## WHAT NEEDS TO BE DONE
Within the data below, find the string "predicate" and return each line where it occurs.

Collected data entries:
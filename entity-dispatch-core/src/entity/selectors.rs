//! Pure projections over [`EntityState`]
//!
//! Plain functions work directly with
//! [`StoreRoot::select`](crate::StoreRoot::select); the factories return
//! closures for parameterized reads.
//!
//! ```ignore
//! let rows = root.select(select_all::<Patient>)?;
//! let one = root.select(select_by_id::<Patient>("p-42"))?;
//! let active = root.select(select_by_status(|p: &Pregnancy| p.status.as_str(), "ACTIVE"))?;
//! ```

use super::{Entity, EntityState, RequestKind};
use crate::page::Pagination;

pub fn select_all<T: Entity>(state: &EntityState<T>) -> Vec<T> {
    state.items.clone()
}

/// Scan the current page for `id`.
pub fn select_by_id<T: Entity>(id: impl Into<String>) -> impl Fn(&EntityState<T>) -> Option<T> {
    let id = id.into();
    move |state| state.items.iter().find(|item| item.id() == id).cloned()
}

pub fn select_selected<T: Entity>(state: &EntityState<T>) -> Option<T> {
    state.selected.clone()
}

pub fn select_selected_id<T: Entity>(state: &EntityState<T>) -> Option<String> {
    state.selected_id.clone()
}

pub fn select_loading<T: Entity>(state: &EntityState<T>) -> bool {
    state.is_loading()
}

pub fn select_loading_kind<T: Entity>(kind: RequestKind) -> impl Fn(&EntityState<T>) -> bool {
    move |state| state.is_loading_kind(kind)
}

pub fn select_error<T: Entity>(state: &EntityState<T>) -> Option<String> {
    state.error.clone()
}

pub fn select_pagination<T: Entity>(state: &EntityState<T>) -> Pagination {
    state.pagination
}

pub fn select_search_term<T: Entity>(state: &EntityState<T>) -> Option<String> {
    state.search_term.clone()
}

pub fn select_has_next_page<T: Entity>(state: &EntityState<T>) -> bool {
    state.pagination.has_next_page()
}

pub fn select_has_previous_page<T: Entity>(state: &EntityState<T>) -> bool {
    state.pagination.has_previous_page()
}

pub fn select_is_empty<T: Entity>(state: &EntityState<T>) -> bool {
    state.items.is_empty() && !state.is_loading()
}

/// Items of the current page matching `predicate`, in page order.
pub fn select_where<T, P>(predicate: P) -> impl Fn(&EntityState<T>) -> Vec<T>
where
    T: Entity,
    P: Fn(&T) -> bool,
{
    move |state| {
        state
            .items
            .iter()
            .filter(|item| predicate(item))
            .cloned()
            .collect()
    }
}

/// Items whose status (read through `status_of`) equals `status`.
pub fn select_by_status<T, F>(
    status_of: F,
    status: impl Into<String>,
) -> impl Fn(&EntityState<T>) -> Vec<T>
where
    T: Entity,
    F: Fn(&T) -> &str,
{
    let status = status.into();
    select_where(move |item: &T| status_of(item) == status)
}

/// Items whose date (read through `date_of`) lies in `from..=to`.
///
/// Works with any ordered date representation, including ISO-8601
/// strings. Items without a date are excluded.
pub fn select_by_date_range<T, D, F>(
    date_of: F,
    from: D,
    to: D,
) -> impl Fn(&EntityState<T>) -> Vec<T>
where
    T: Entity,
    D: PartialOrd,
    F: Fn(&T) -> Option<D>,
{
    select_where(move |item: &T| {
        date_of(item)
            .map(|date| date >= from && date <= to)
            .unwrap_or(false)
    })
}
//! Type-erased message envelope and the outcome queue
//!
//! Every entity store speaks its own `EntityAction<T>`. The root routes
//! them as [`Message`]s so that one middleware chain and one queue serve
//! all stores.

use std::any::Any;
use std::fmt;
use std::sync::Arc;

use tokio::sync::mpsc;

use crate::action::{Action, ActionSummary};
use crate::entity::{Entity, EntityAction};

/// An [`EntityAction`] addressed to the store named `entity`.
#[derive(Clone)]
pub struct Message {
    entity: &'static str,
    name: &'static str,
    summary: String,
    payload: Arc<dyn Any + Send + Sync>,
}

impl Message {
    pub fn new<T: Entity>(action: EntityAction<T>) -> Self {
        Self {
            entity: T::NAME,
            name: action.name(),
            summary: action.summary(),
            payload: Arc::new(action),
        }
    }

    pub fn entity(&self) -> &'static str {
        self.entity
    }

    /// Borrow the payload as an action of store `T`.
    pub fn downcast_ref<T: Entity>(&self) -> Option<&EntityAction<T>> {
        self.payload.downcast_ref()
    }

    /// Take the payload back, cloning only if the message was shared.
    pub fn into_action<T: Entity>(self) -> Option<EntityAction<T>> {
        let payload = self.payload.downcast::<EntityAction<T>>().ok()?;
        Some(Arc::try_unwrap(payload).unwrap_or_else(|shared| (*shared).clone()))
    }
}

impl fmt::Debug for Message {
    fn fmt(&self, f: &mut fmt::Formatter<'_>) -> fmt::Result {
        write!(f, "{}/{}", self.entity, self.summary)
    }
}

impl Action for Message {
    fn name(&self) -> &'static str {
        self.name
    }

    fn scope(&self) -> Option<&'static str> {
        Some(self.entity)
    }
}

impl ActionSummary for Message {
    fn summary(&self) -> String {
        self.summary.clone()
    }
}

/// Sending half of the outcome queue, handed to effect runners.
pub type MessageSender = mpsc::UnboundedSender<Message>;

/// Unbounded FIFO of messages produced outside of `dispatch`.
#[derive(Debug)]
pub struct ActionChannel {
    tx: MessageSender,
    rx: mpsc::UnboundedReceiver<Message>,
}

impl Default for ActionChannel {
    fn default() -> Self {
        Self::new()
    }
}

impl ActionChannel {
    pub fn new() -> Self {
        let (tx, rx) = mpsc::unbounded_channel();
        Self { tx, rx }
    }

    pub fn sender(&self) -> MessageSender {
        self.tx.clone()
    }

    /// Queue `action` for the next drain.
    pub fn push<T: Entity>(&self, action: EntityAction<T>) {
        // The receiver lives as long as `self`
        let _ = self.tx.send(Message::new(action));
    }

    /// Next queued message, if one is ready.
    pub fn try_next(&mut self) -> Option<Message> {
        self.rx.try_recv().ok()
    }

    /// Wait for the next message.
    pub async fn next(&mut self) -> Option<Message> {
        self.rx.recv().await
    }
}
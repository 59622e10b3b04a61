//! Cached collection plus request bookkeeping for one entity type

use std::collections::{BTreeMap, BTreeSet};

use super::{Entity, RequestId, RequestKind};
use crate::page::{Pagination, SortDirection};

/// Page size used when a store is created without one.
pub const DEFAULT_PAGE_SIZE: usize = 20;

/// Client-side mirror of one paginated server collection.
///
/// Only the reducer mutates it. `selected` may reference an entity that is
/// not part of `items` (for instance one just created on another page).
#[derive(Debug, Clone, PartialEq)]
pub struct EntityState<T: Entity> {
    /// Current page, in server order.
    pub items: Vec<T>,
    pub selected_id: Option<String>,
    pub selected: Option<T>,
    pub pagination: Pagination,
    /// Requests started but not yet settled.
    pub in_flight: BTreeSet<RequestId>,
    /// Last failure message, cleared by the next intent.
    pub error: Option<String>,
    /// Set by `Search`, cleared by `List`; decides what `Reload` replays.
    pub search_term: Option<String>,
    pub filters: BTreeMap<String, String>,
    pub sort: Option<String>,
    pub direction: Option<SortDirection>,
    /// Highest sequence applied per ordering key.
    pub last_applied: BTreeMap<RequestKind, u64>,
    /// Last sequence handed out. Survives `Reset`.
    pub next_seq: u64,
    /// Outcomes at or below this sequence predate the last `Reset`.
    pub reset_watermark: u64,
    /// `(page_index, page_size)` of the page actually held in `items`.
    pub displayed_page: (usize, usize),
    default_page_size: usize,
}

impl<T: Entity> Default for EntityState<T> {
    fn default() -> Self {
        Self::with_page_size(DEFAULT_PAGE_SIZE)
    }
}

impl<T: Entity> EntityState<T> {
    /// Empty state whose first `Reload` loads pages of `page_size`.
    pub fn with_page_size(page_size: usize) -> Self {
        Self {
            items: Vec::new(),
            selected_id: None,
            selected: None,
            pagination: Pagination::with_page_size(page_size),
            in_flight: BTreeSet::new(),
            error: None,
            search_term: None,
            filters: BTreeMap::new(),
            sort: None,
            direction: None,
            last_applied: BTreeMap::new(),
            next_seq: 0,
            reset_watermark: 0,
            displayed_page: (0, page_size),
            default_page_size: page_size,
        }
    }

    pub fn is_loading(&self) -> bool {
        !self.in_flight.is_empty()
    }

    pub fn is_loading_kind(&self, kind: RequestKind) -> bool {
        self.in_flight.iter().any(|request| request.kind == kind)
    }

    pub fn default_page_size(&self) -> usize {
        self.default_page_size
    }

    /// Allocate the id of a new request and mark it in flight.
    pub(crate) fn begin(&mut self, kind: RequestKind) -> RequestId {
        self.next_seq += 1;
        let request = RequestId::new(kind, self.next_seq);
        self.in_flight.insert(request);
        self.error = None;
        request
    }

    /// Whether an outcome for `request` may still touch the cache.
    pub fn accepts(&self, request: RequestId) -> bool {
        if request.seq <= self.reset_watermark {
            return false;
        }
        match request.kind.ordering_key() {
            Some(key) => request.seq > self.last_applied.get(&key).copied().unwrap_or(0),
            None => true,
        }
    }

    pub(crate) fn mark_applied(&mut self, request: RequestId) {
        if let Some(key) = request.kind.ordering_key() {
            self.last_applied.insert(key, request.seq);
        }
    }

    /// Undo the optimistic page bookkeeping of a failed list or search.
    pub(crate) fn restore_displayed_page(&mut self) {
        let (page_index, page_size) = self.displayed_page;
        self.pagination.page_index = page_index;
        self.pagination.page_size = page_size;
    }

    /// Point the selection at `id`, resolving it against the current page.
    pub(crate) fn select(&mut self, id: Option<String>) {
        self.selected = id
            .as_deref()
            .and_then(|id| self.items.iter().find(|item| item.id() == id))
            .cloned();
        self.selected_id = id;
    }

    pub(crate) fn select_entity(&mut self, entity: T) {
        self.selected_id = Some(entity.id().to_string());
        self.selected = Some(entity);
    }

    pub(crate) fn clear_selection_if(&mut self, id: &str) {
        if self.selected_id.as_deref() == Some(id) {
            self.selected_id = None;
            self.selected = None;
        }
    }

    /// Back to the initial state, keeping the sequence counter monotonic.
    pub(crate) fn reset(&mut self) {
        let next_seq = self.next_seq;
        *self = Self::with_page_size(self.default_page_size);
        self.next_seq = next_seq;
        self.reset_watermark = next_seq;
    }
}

## EXERCISE SOLUTION
/// Items of the current page matching `predicate`, in page order.
pub fn select_where<T, P>(predicate: P) -> impl Fn(&EntityState<T>) -> Vec<T>
            .filter(|item| predicate(item))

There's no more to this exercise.